Not in my backyard: Poverty

Photo Credit: Protesters outside the U.S. Capitol during a Poor People’s Campaign rally on June 23, 2018JOSE LUIS MAGANA / AP

Poverty in the United States has been an ongoing issue for years and now with the government’s shutdown, we intend to see it spike even higher. This post will not be one from a political stance but solely my research and opinions shared regarding a stance for society.With the shutdown, do you believe you are affected even if you do not work directly for the government? If you are wealthy or even rich, you may not feel as though you or your loved ones are directly impacted, but guess what? Everyone is.

Any time there is poverty present, the entire social community is brought under fire. When you have families who are no longer capable of providing food and housing to maintain, desperate measures will cause desperate people to do the unmentionable. 

According to Forbes.com, “The 10 Most Dangerous U.S. Cities” are:

1.      Detroit (Population: 713,239; Violent crime rate: 2,137 per 100,000 residents) this city’s crime majority stems from gang-related activity.

2.      St. Louis (Population: 320,454; Violent crime rate: 1,857 per 100,000 residents) this city’s crime majority stems from drug-trafficking activity.

3.      Oakland (Population: 395,317; Violent crime rate: 1,683 per 100,000 residents) this city’s crime majority stems from high levels of poverty and proximity to drug corridors.

4.      Memphis (Population: 652,725; Violent crime rate: 1,583 per 100,000 residents) this city’s crime majority stems from high criminal activity.

5.      Birmingham (Population: 213,258; Violent crime rate: 1,483 per 100,000 residents) this city’s crime majority stems from drug trade and high poverty level

6.      Atlanta (Population: 425,433; Violent crime rate: 1,433 per 100,000 residents) this city’s crime majority stems from drug trafficking

7.      Baltimore (Population: 626,848; Violent crime rate: 1,417 per 100,000 residents) this city’s crime majority stems from high levels of poverty and drug activity

8.      Stockton (Population: 295,136; Violent crime rate: 1,408 per 100,000 residents) this city’s crime majority stems from high levels of poverty

9.      Cleveland (Population: 397,106; Violent crime rate: 1,363 per 100,000 residents) this city’s crime majority stems from drug trafficking

10.  Buffalo (Population: 262,484; Violent crime rate: 1,283 per 100,000 residents) this city’s crime majority stems from poverty

Many of the listed cities alone share the common denominator–POVERTY. What happens when high levels of poverty are present? Families suffer because of inadequate income within the household and are not able to afford some bare essentials such as food, hygiene products, clothing and furniture. When you take children who live in low poverty level communities, you can see its effect within the school systems. There has been studies that show when a malnourished or hungry child attends school, there is a lack of concentration resulting in little to no focus on lessons that are taught.
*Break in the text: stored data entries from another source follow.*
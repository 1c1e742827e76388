//! Audit visibility model.
//!
//! Every persisted action carries a [`Visibility`]: the permissions,
//! restrictions and (optionally) delegated agent a [`Viewer`] must satisfy to
//! receive that action in an audit trail. Evaluation is all-or-nothing; there
//! is no partial or redacted entry.

use crate::identifiers::{ClientId, RoleId};
use serde::{Deserialize, Serialize};
use std::collections::BTreeSet;
use std::fmt;

/// A set of named permissions
#[derive(Debug, Clone, Default, PartialEq, Eq, Serialize, Deserialize)]
pub struct PermissionSet(BTreeSet<String>);

impl PermissionSet {
    pub fn empty() -> Self {
        Self::default()
    }

    pub fn from_names<I, S>(names: I) -> Self
    where
        I: IntoIterator<Item = S>,
        S: Into<String>,
    {
        Self(names.into_iter().map(Into::into).collect())
    }

    pub fn insert(&mut self, name: impl Into<String>) {
        self.0.insert(name.into());
    }

    pub fn contains(&self, name: &str) -> bool {
        self.0.contains(name)
    }

    /// First permission of `self` that `other` lacks
    pub fn first_missing_from(&self, other: &PermissionSet) -> Option<&str> {
        self.0
            .iter()
            .find(|name| !other.0.contains(*name))
            .map(String::as_str)
    }

    pub fn is_subset_of(&self, other: &PermissionSet) -> bool {
        self.0.is_subset(&other.0)
    }

    pub fn is_empty(&self) -> bool {
        self.0.is_empty()
    }
}

/// Hierarchical context (contact group) path, e.g. `friends/work`
#[derive(Debug, Clone, PartialEq, Eq, PartialOrd, Ord, Hash, Serialize, Deserialize)]
pub struct ContextPath(Vec<String>);

impl ContextPath {
    /// Parse a `/`-separated path; empty segments are dropped
    pub fn parse(path: &str) -> Self {
        Self(
            path.split('/')
                .filter(|segment| !segment.is_empty())
                .map(str::to_string)
                .collect(),
        )
    }

    pub fn segments(&self) -> &[String] {
        &self.0
    }

    /// True if `other` is this context or lies below it
    pub fn contains(&self, other: &ContextPath) -> bool {
        other.0.len() >= self.0.len() && other.0[..self.0.len()] == self.0[..]
    }
}

impl fmt::Display for ContextPath {
    fn fmt(&self, f: &mut fmt::Formatter<'_>) -> fmt::Result {
        f.write_str(&self.0.join("/"))
    }
}

/// Delegation chain of agents, root delegator first
#[derive(Debug, Clone, PartialEq, Eq, Hash, Serialize, Deserialize)]
pub struct AgentPath(Vec<String>);

impl AgentPath {
    pub fn root(name: impl Into<String>) -> Self {
        Self(vec![name.into()])
    }

    /// Agent delegated by this one
    pub fn delegate(&self, name: impl Into<String>) -> Self {
        let mut chain = self.0.clone();
        chain.push(name.into());
        Self(chain)
    }

    pub fn depth(&self) -> usize {
        self.0.len()
    }

    /// True if this agent is `other` or one of its delegators
    pub fn precedes_or_equals(&self, other: &AgentPath) -> bool {
        other.0.len() >= self.0.len() && other.0[..self.0.len()] == self.0[..]
    }
}

impl fmt::Display for AgentPath {
    fn fmt(&self, f: &mut fmt::Formatter<'_>) -> fmt::Result {
        f.write_str(&self.0.join(">"))
    }
}

/// Restrictions a viewer must satisfy to see an entry
#[derive(Debug, Clone, Default, PartialEq, Eq, Serialize, Deserialize)]
pub struct AuditRestrictions {
    /// Only viewers acting through this client
    pub client: Option<ClientId>,
    /// Only this role
    pub role: Option<RoleId>,
    /// Viewer must hold write access
    pub write: bool,
    /// Entry belongs to this context
    pub context: Option<ContextPath>,
}

/// What a viewer needs in order to see an action in an audit trail
#[derive(Debug, Clone, Default, PartialEq, Eq, Serialize, Deserialize)]
pub struct Visibility {
    pub permissions: PermissionSet,
    pub restrictions: AuditRestrictions,
    /// Delegated agent the entry is tied to
    pub agent: Option<AgentPath>,
}

impl Visibility {
    /// Visible to every viewer
    pub fn public() -> Self {
        Self::default()
    }

    pub fn requiring<I, S>(permissions: I) -> Self
    where
        I: IntoIterator<Item = S>,
        S: Into<String>,
    {
        Self {
            permissions: PermissionSet::from_names(permissions),
            ..Self::default()
        }
    }

    pub fn with_write(mut self) -> Self {
        self.restrictions.write = true;
        self
    }

    pub fn in_context(mut self, context: ContextPath) -> Self {
        self.restrictions.context = Some(context);
        self
    }

    pub fn for_role(mut self, role: RoleId) -> Self {
        self.restrictions.role = Some(role);
        self
    }

    pub fn for_client(mut self, client: ClientId) -> Self {
        self.restrictions.client = Some(client);
        self
    }

    pub fn by_agent(mut self, agent: AgentPath) -> Self {
        self.agent = Some(agent);
        self
    }
}

/// Restrictions that describe the viewer itself
#[derive(Debug, Clone, PartialEq, Eq, Serialize, Deserialize)]
pub struct ViewerRestrictions {
    pub client: ClientId,
    pub role: RoleId,
    pub read_only: bool,
    /// Viewer is confined to this context
    pub context: Option<ContextPath>,
}

/// The requester of an audit trail or full-state transfer
#[derive(Debug, Clone, PartialEq, Eq, Serialize, Deserialize)]
pub struct Viewer {
    pub permissions: PermissionSet,
    pub restrictions: ViewerRestrictions,
    /// Set when the viewer acts as a particular delegated agent
    pub agent: Option<AgentPath>,
}

/// Why an entry is hidden from a viewer
#[derive(Debug, Clone, PartialEq, Eq)]
pub enum VisibilityDenial {
    MissingPermission(String),
    ClientMismatch,
    RoleMismatch,
    WriteRequired,
    OutsideContext,
    AgentMismatch,
}

impl Viewer {
    /// Unrestricted read-write viewer for a role
    pub fn owner(role: RoleId, client: ClientId, permissions: PermissionSet) -> Self {
        Self {
            permissions,
            restrictions: ViewerRestrictions {
                client,
                role,
                read_only: false,
                context: None,
            },
            agent: None,
        }
    }

    pub fn read_only(mut self) -> Self {
        self.restrictions.read_only = true;
        self
    }

    pub fn confined_to(mut self, context: ContextPath) -> Self {
        self.restrictions.context = Some(context);
        self
    }

    pub fn as_agent(mut self, agent: AgentPath) -> Self {
        self.agent = Some(agent);
        self
    }

    pub fn can_see(&self, visibility: &Visibility) -> bool {
        self.denial(visibility).is_none()
    }

    /// First test the viewer fails, if any
    pub fn denial(&self, visibility: &Visibility) -> Option<VisibilityDenial> {
        if let Some(missing) = visibility
            .permissions
            .first_missing_from(&self.permissions)
        {
            return Some(VisibilityDenial::MissingPermission(missing.to_string()));
        }

        let required = &visibility.restrictions;
        if required
            .client
            .is_some_and(|client| client != self.restrictions.client)
        {
            return Some(VisibilityDenial::ClientMismatch);
        }
        if required.role.is_some_and(|role| role != self.restrictions.role) {
            return Some(VisibilityDenial::RoleMismatch);
        }
        if required.write && self.restrictions.read_only {
            return Some(VisibilityDenial::WriteRequired);
        }
        if let Some(confined) = &self.restrictions.context {
            match &required.context {
                Some(context) if confined.contains(context) => {}
                _ => return Some(VisibilityDenial::OutsideContext),
            }
        }

        if let (Some(viewer_agent), Some(required_agent)) = (&self.agent, &visibility.agent) {
            if !viewer_agent.precedes_or_equals(required_agent) {
                return Some(VisibilityDenial::AgentMismatch);
            }
        }

        None
    }
}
The Share Our Strength Organization (www.ShareOurStrength.org) created a program titled “No Kid Hungry,” in which through this, they dedicate their effort and resources to ensure an ending to childhood hunger to make sure kids get the food they need.

Not only has SOS established that program, they have also created “Cooking Matters.” Cooking Matters helped parents and caregivers on limited food budgets learn how to shop and cook for their families with limited income.

So even if you live in the suburbs, this will not segregate you from experiencing the increase of crime, prices and dangers around you. With less employment, people will do whatever it takes to provide for their families including heinous crimes. With the rise of crime, the need for law enforcement will increase which may contribute to the amount of taxes we all pay. It is a revolving door and before we sit to cast stones, we might want to educate ourselves with what goes on around the community and what solutions we can contribute to make it better for all those in our backyard.